U.S. Geological Survey photo by R. B. Colton (fair use policy)

Devils Tower rises above eastern Wyoming, a mysterious and awesome presence for the original Indian inhabitants (and for the producer of "Close Encounters of the Third Kind," where the Tower had a leading role). Geologists find it mysterious today—it looks like the remains of an ancient intrusion of molten rock. It obviously cooled very slowly for the spectacular columnar jointing to develop in the rock. The Palisades near New York City and Devils Postpile, high in the California Sierra, are other examples. Because it cooled so slowly, it could not have been a volcanic neck. And besides, there are no lava flows or ash beds anywhere in the area.
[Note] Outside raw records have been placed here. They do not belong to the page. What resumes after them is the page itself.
//! Session log reconstruction: decoding, state tracking, costs and grouping.

pub mod entry;
pub mod grouping;
pub mod pricing;
pub mod project_scanner;
pub mod session_parser;
pub mod subagent;
pub mod tail;
pub mod timeline;

pub use grouping::{SubagentStatus, TaskGroup};
pub use pricing::{default_pricing, PricingTable};
pub use project_scanner::{default_claude_dir, session_id_from_path, ProjectScanner};
pub use session_parser::{CompactionKind, SessionParser};
pub use subagent::SubagentResolver;
pub use tail::{replay_file, SessionTail};
pub use timeline::{SessionStats, Timeline, TimelineEntry};
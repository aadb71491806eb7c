use anyhow::{Context, Result};
use std::fs::File;
use std::io::{Read, Seek, SeekFrom};
use std::path::{Path, PathBuf};

use super::session_parser::SessionParser;

/// Byte cursor into a session log that only ever hands out complete lines
#[derive(Debug, Clone)]
pub struct SessionTail {
    path: PathBuf,
    offset: u64,
}

impl SessionTail {
    pub fn new(path: PathBuf) -> Self {
        Self { path, offset: 0 }
    }

    pub fn path(&self) -> &Path {
        &self.path
    }

    pub fn offset(&self) -> u64 {
        self.offset
    }

    /// Complete lines appended since the last read.
    ///
    /// Bytes after the final newline stay unread until the writer finishes the
    /// line. A file that shrank below the cursor is read again from the start.
    pub fn read_new_lines(&mut self) -> Result<Vec<String>> {
        let file_size = std::fs::metadata(&self.path)
            .with_context(|| format!("Failed to stat {}", self.path.display()))?
            .len();

        if file_size < self.offset {
            tracing::info!(
                path = %self.path.display(),
                offset = self.offset,
                file_size,
                "session file truncated, rewinding"
            );
            self.offset = 0;
        }
        if file_size == self.offset {
            return Ok(Vec::new());
        }

        let mut file = File::open(&self.path)
            .with_context(|| format!("Failed to open {}", self.path.display()))?;
        file.seek(SeekFrom::Start(self.offset))?;

        let mut buf = Vec::with_capacity((file_size - self.offset) as usize);
        file.take(file_size - self.offset).read_to_end(&mut buf)?;

        let Some(last_newline) = buf.iter().rposition(|&b| b == b'\n') else {
            return Ok(Vec::new());
        };
        let consumed = &buf[..=last_newline];
        self.offset += consumed.len() as u64;

        Ok(String::from_utf8_lossy(consumed)
            .lines()
            .filter(|line| !line.trim().is_empty())
            .map(str::to_string)
            .collect())
    }

    /// Feed newly appended lines to `parser`, returning how many were read
    pub fn poll(&mut self, parser: &mut SessionParser) -> Result<usize> {
        let lines = self.read_new_lines()?;
        parser.process_lines(&lines);
        Ok(lines.len())
    }
}

/// Replay a whole session file into `parser`, leaving a tail positioned at its end
pub fn replay_file(path: &Path, parser: &mut SessionParser) -> Result<SessionTail> {
    let mut tail = SessionTail::new(path.to_path_buf());
    let count = tail.poll(parser)?;
    tracing::debug!(path = %path.display(), lines = count, "replayed session file");
    Ok(tail)
}
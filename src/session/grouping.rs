//! Subagent role classification and task grouping.
//!
//! Subagent-driven development dispatches an implementer, a spec reviewer
//! and a code reviewer per numbered plan task. The only link between them
//! is free text, so grouping works off the dispatch description.

use regex::Regex;
use std::collections::BTreeMap;
use std::sync::OnceLock;

use super::subagent::SubagentEvent;

/// What a subagent was dispatched to do
#[derive(Debug, Clone, Copy, PartialEq, Eq, Hash)]
pub enum Role {
    Implementer,
    SpecReviewer,
    CodeReviewer,
    Explorer,
    Other,
}

impl Role {
    pub fn as_str(&self) -> &'static str {
        match self {
            Role::Implementer => "implementer",
            Role::SpecReviewer => "spec-reviewer",
            Role::CodeReviewer => "code-reviewer",
            Role::Explorer => "explorer",
            Role::Other => "other",
        }
    }

    /// Short label used in task group rows
    pub fn label(&self) -> &'static str {
        match self {
            Role::Implementer => "implement",
            Role::SpecReviewer => "spec-review",
            Role::CodeReviewer => "quality",
            Role::Explorer => "explore",
            Role::Other => "agent",
        }
    }
}

impl std::fmt::Display for Role {
    fn fmt(&self, f: &mut std::fmt::Formatter<'_>) -> std::fmt::Result {
        f.write_str(self.as_str())
    }
}

/// Roles every task is expected to pass through, in order
pub const EXPECTED_ROLES: [Role; 3] = [Role::Implementer, Role::SpecReviewer, Role::CodeReviewer];

/// Predicate over (lowercased description, declared subagent type)
type RoleRule = (fn(&str, &str) -> bool, Role);

fn is_implementer(description: &str, _subagent_type: &str) -> bool {
    description.starts_with("implement task")
}

fn is_spec_reviewer(description: &str, _subagent_type: &str) -> bool {
    description.contains("spec compliance")
}

fn is_code_reviewer(description: &str, subagent_type: &str) -> bool {
    subagent_type.contains("code-reviewer") || description.contains("code review")
}

fn is_explorer(_description: &str, subagent_type: &str) -> bool {
    subagent_type == "Explore"
}

/// Evaluated top to bottom, first match wins
const ROLE_RULES: [RoleRule; 4] = [
    (is_implementer, Role::Implementer),
    (is_spec_reviewer, Role::SpecReviewer),
    (is_code_reviewer, Role::CodeReviewer),
    (is_explorer, Role::Explorer),
];

/// Classify a subagent's role from its description and declared type
pub fn classify_role(description: &str, subagent_type: &str) -> Role {
    let description = description.to_lowercase();
    ROLE_RULES
        .iter()
        .find(|(matches, _)| matches(&description, subagent_type))
        .map(|(_, role)| *role)
        .unwrap_or(Role::Other)
}

fn task_number_regex() -> Option<&'static Regex> {
    static RE: OnceLock<Option<Regex>> = OnceLock::new();
    RE.get_or_init(|| Regex::new(r"(?i:task) (\d+)").ok()).as_ref()
}

fn task_label_regex() -> Option<&'static Regex> {
    static RE: OnceLock<Option<Regex>> = OnceLock::new();
    RE.get_or_init(|| Regex::new(r"(?i:task) \d+:(.*)").ok()).as_ref()
}

/// Extract the plan task number from a description ("Implement Task 3: ..." -> 3)
pub fn extract_task_number(description: &str) -> Option<u32> {
    task_number_regex()?
        .captures(description)
        .and_then(|caps| caps.get(1))
        .and_then(|m| m.as_str().parse().ok())
}

/// Human label for a task group: the text after "Task N:", or the whole description
pub fn extract_task_label(description: &str) -> String {
    task_label_regex()
        .and_then(|re| re.captures(description))
        .and_then(|caps| caps.get(1))
        .map(|m| m.as_str().trim())
        .filter(|label| !label.is_empty())
        .unwrap_or(description)
        .to_string()
}

#[derive(Debug, Clone, Copy, PartialEq, Eq)]
pub enum SubagentStatus {
    Complete,
    Running,
    /// Placeholder for an expected role that has not been dispatched yet
    Pending,
}

impl SubagentStatus {
    pub fn from_total_tokens(total_tokens: u64) -> Self {
        if total_tokens > 0 {
            SubagentStatus::Complete
        } else {
            SubagentStatus::Running
        }
    }
}

/// Flattened subagent fields the grouping and timeline work from
#[derive(Debug, Clone, Default, PartialEq)]
pub struct SubagentRecord {
    pub timestamp: String,
    pub description: String,
    pub subagent_type: String,
    pub model: String,
    pub total_tokens: u64,
    pub input_tokens: u64,
    pub output_tokens: u64,
    pub cost: f64,
    pub skills_invoked: Vec<String>,
    pub tool_counts: Vec<(String, u64)>,
}

impl From<&SubagentEvent> for SubagentRecord {
    fn from(event: &SubagentEvent) -> Self {
        let mut record = SubagentRecord {
            timestamp: event.timestamp.clone(),
            description: event.description.clone(),
            subagent_type: event.subagent_type.clone(),
            model: event.model.clone(),
            ..Default::default()
        };

        if let Some(detail) = &event.detail {
            record.total_tokens = detail.tokens.total();
            record.input_tokens = detail.tokens.input;
            record.output_tokens = detail.tokens.output;
            record.cost = detail.cost;
            record.skills_invoked = detail.skills_invoked.clone();
            record.tool_counts = detail.top_tools(usize::MAX);
        }

        record
    }
}

/// A subagent record annotated with its role and status
#[derive(Debug, Clone, PartialEq)]
pub struct GroupedSubagent {
    pub record: SubagentRecord,
    pub role: Role,
    pub status: SubagentStatus,
}

impl GroupedSubagent {
    pub fn classify(record: SubagentRecord) -> Self {
        let role = classify_role(&record.description, &record.subagent_type);
        let status = SubagentStatus::from_total_tokens(record.total_tokens);
        Self {
            record,
            role,
            status,
        }
    }
}

/// One displayed row of a task group; `member` is `None` for a pending placeholder
#[derive(Debug, Clone, Copy)]
pub struct TaskRow<'a> {
    pub role: Role,
    pub member: Option<&'a GroupedSubagent>,
}

impl TaskRow<'_> {
    pub fn status(&self) -> SubagentStatus {
        self.member
            .map(|m| m.status)
            .unwrap_or(SubagentStatus::Pending)
    }

    pub fn total_tokens(&self) -> u64 {
        self.member.map(|m| m.record.total_tokens).unwrap_or(0)
    }

    pub fn cost(&self) -> f64 {
        self.member.map(|m| m.record.cost).unwrap_or(0.0)
    }
}

/// Subagents believed to be working the same numbered task
#[derive(Debug, Clone, PartialEq)]
pub struct TaskGroup {
    pub task_number: u32,
    pub label: String,
    pub members: Vec<GroupedSubagent>,
}

impl TaskGroup {
    /// Sum of member costs, computed on every call
    pub fn total_cost(&self) -> f64 {
        self.members.iter().map(|m| m.record.cost).sum()
    }

    /// Members in arrival order, followed by placeholders for expected roles not seen yet
    pub fn rows(&self) -> Vec<TaskRow<'_>> {
        let mut rows: Vec<TaskRow<'_>> = self
            .members
            .iter()
            .map(|member| TaskRow {
                role: member.role,
                member: Some(member),
            })
            .collect();

        for role in EXPECTED_ROLES {
            if !self.members.iter().any(|m| m.role == role) {
                rows.push(TaskRow { role, member: None });
            }
        }

        rows
    }
}

/// Output of [`build_task_groups`]
#[derive(Debug, Clone, Default)]
pub struct TaskGrouping {
    /// Keyed (and so ordered) by task number
    pub groups: BTreeMap<u32, TaskGroup>,
    /// Subagents with no task number, in arrival order
    pub ungrouped: Vec<GroupedSubagent>,
}

/// Group subagent records by the task number in their description
pub fn build_task_groups<I>(records: I) -> TaskGrouping
where
    I: IntoIterator<Item = SubagentRecord>,
{
    let mut grouping = TaskGrouping::default();

    for record in records {
        let task_number = extract_task_number(&record.description);
        let grouped = GroupedSubagent::classify(record);

        match task_number {
            Some(number) => {
                grouping
                    .groups
                    .entry(number)
                    .or_insert_with(|| TaskGroup {
                        task_number: number,
                        label: extract_task_label(&grouped.record.description),
                        members: Vec::new(),
                    })
                    .members
                    .push(grouped);
            }
            None => grouping.ungrouped.push(grouped),
        }
    }

    grouping
}
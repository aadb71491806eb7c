//! Hooks module - configured Claude Code hooks from user settings and plugins

pub mod data;

pub use data::{load_all_hooks, HookEntry};
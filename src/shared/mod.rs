/// Shared modules used across the application
pub mod config;
pub mod logging;
pub mod theme;

// Re-export commonly used items
pub use config::Config;
pub use theme::ModernTheme;
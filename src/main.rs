use anyhow::{Context, Result};
use clap::Parser;
use std::path::PathBuf;

mod app;
mod features;
mod session;
mod shared;
mod ui;
mod widgets;

#[cfg(test)]
mod widgets_tests;

#[derive(Parser, Debug)]
#[command(
    name = "superdash",
    version,
    about = "Live dashboard for superpowers skills, subagents and compactions"
)]
struct Cli {
    /// Project working directory whose sessions are shown (default: current directory)
    #[arg(long)]
    project: Option<PathBuf>,
    /// Claude data directory (default: ~/.claude)
    #[arg(long)]
    claude_dir: Option<PathBuf>,
    /// Config file (default: $XDG_CONFIG_HOME/superdash/config.json)
    #[arg(long)]
    config: Option<PathBuf>,
}

impl Cli {
    fn into_options(self) -> Result<app::AppOptions> {
        let project_cwd = match self.project {
            Some(path) => path,
            None => std::env::current_dir().context("Could not read current directory")?,
        };
        let claude_dir = match self.claude_dir {
            Some(path) => path,
            None => session::default_claude_dir()
                .ok_or_else(|| anyhow::anyhow!("Could not find home directory"))?,
        };
        Ok(app::AppOptions {
            project_cwd,
            claude_dir,
            config_path: self.config,
        })
    }
}

#[tokio::main]
async fn main() -> Result<()> {
    let cli = Cli::parse();

    if let Err(e) = shared::logging::init_logging() {
        eprintln!("Warning: logging disabled: {e}");
    }

    let mut app = app::App::new(cli.into_options()?)?;

    // Run the TUI
    app.run().await?;

    Ok(())
}
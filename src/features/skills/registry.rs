use anyhow::{Context, Result};
use serde::Deserialize;
use std::collections::{BTreeMap, BTreeSet};
use std::fs;
use std::path::{Path, PathBuf};

/// Front matter of a SKILL.md file
#[derive(Debug, Clone, Deserialize, PartialEq)]
pub struct SkillMeta {
    pub name: String,
    #[serde(default)]
    pub description: String,
}

/// How a skill appears in the SKILLS panel
#[derive(Debug, Clone, Copy, PartialEq, Eq)]
pub enum SkillState {
    Active,
    Used,
    Available,
}

impl SkillState {
    pub fn of(name: &str, active: Option<&str>, used: &BTreeSet<String>) -> Self {
        if active == Some(name) {
            SkillState::Active
        } else if used.contains(name) {
            SkillState::Used
        } else {
            SkillState::Available
        }
    }

    pub fn marker(&self) -> &'static str {
        match self {
            SkillState::Active => ">>",
            SkillState::Used => "* ",
            SkillState::Available => "  ",
        }
    }
}

/// Skills found under a plugin's `skills/` directory, keyed by name
#[derive(Debug, Clone, Default)]
pub struct SkillRegistry {
    skills: BTreeMap<String, SkillMeta>,
}

impl SkillRegistry {
    /// Load `<skills_dir>/*/SKILL.md`. A missing directory yields an empty registry.
    pub fn load(skills_dir: &Path) -> Result<Self> {
        let mut registry = Self::default();
        if !skills_dir.is_dir() {
            return Ok(registry);
        }

        let entries = fs::read_dir(skills_dir)
            .with_context(|| format!("Failed to read skills dir {}", skills_dir.display()))?;

        for entry in entries {
            let skill_file = entry?.path().join("SKILL.md");
            if !skill_file.is_file() {
                continue;
            }
            match parse_skill_file(&skill_file) {
                Ok(Some(meta)) => {
                    registry.skills.insert(meta.name.clone(), meta);
                }
                Ok(None) => {}
                Err(e) => {
                    tracing::warn!(path = %skill_file.display(), error = %e, "skipping skill");
                }
            }
        }

        tracing::debug!(count = registry.skills.len(), "loaded skill registry");
        Ok(registry)
    }

    pub fn get(&self, name: &str) -> Option<&SkillMeta> {
        self.skills.get(name)
    }

    /// Skill names in alphabetical order
    pub fn names(&self) -> impl Iterator<Item = &str> {
        self.skills.keys().map(String::as_str)
    }

    pub fn len(&self) -> usize {
        self.skills.len()
    }

    pub fn is_empty(&self) -> bool {
        self.skills.is_empty()
    }
}

fn parse_skill_file(path: &Path) -> Result<Option<SkillMeta>> {
    let text = fs::read_to_string(path)?;
    let Some(front_matter) = front_matter(&text) else {
        return Ok(None);
    };
    let meta: SkillMeta = serde_yaml::from_str(front_matter)
        .with_context(|| format!("Invalid front matter in {}", path.display()))?;
    Ok(Some(meta))
}

/// Text between the opening `---` and the next `---`
fn front_matter(text: &str) -> Option<&str> {
    let rest = text.strip_prefix("---")?;
    let end = rest.find("---")?;
    Some(rest[..end].trim())
}

/// Plugin install root of the official superpowers plugin
pub fn default_plugin_root(claude_dir: &Path) -> PathBuf {
    claude_dir
        .join("plugins")
        .join("cache")
        .join("claude-plugins-official")
        .join("superpowers")
}

/// `skills/` directory of the newest installed version under `plugin_root`
pub fn find_skills_dir(plugin_root: &Path) -> Option<PathBuf> {
    let mut versions: Vec<PathBuf> = fs::read_dir(plugin_root)
        .ok()?
        .filter_map(|entry| entry.ok().map(|e| e.path()))
        .collect();
    versions.sort_by(|a, b| b.cmp(a));

    versions
        .into_iter()
        .map(|version| version.join("skills"))
        .find(|skills| skills.is_dir())
}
The best guess is that it was part of a laccolith, a blister of magma that pushed between the layered sedimentary rocks deep underground, without ever reaching the surface. But the Tower, the part that's left, is pretty small for a laccolith—it seems to be the very last bit. The Devils Tower National Monument Web site has some more detail.

Oh yeah—Devil's Tower, with the apostrophe, is the wrong spelling. The U.S. Board on Geographic Names doesn't allow any official place name in America to have apostrophes. (Except for Martha's Vineyard, a ruling that required an act of Congress, and a very few others.)